A: Cheesemaking can be very unromantic at times. Case in point – the other day I was in the creamery at 5am washing dishes for three hours. However, this kind of work can also be calming and therapeutic. I’m an introvert, so sometimes I like to take a break from managing people and get into a physical task. The repetitive nature of the work can be difficult, but to me is also grounding. One of the hardest things of all is making the decision to toss a batch of cheese. If you’ve put all the work into making and aging a cheese and for whatever reason it’s not salable at the end of the day, it really hurts to have to let that cheese go.
Q: How long did it take you to develop an intuitive feeling for how a batch of cheese was going to turn out?
A: I’d say it took me between three and five years to begin to know if the batch of cheese I’d just made was one that was going to be very promising or not. Cheesemaking is very much an apprenticeship model. You have to learn by doing. I was very lucky to apprentice with some great cheesemakers like Mariano Gonzalez at Shelburne Farms and Mateo Kehler at Jasper Hill Farm. At the end of each make, it’s almost like you get a grade – did you hit your targets for moisture, salt, and ph? How did the curd look and feel? Since these targets change all the time due seasonal variables (the animals’ forage, the temperature in the cheese house, the amount of butterfat and protein in the milk, etc.) you have to go through a few annual cycles to learn to perceive and respond to those changes. For example, bloomy rind cheeses like Moses Sleeper are higher in fat and the curd is consequently firmer during the wintertime due to the fact that the cows are inside eating dry hay versus being outside walking around grazing on pasture. I’ve learned to expect that change in texture and also know that those batches of cheese will likely take longer to ripen in the cave.
Q: Can you talk a bit more about your work in the Cellars and how that is tied to your work in the creamery?
A: Cheeses are like children… When we move fresh or ‘green’ cheese from the creamery to the Cellars for aging, I think of the cheese as defenseless baby – it doesn’t even have a rind to protect it yet! The affinage team at the Cellars nurtures and shepherds the cheese from its early life through its sometimes awkward adolescence (tasting young Bayley Hazen Blue is like the flavor equivalent of a bad hair day) until it’s ripe and ready to go out into the world. It’s both fun and nerve wracking to watch a batch of cheese develop – touching, tasting, and smelling the changes that occur. I also work with the affinage and sales team on logistics to determine ship dates for each batch of cheese. Different batches of cheese develop more quickly or more slowly and we have to decide when each one is ready to ship, and even which customers we can ship it to. A more ripe cheese might be suitable for a closer market (Boston, New England or New York City) where a slightly less ripe batch of cheese might be better to send to California, knowing it will be in transit for a while.

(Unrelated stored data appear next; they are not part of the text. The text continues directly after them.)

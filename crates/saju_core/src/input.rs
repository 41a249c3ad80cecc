//! Birth moment input.

use serde::{Deserialize, Serialize};

/// A birth moment as supplied by the caller. Unvalidated.
#[derive(Debug, Clone, Copy, PartialEq, Eq, Hash, Serialize, Deserialize)]
pub struct BirthInput {
    pub year: i32,
    pub month: u32,
    pub day: u32,
    #[serde(default)]
    pub hour: u32,
    #[serde(default)]
    pub minute: u32,
    /// `year`/`month`/`day` are a lunar date to be converted first.
    #[serde(default)]
    pub is_lunar: bool,
}

impl BirthInput {
    /// Gregorian date at 00:00.
    pub const fn solar(year: i32, month: u32, day: u32) -> Self {
        Self {
            year,
            month,
            day,
            hour: 0,
            minute: 0,
            is_lunar: false,
        }
    }

    /// Lunar date at 00:00.
    pub const fn lunar(year: i32, month: u32, day: u32) -> Self {
        Self {
            is_lunar: true,
            ..Self::solar(year, month, day)
        }
    }

    /// Same date at `hour:minute`.
    pub const fn at(self, hour: u32, minute: u32) -> Self {
        Self {
            hour,
            minute,
            ..self
        }
    }
}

Q: 2020 has been a very difficult year. Can you talk about some of the challenges you’ve faced and how you’ve dealt with them?
A: 2020 has been a bit of an existential crisis. With dairy farming, you can’t simply stop production. The cows keep making milk no matter what is going on in the outside world, so we’ve had to respond to that and find ways to keep going and keep making cheese even when our sales were very uncertain. Cheesemakers had to throw out so much soft cheese during the pandemic because they ripen quickly, and people just couldn’t get them to market fast enough. That said, it’s been amazing to see how people reached out to support us cheesemakers and Jasper Hill Farm in a dark time. Our mail order program was a lifeline for us – both financially and psychologically. Seeing orders for cheese come in from folks who were in lockdown or quarantine from across the country was a real tonic to the isolation we were feeling up in Vermont. We don’t live in a zero risk world – but as a cheesemaker I’d say that I am eternally optimistic about our work and our industry.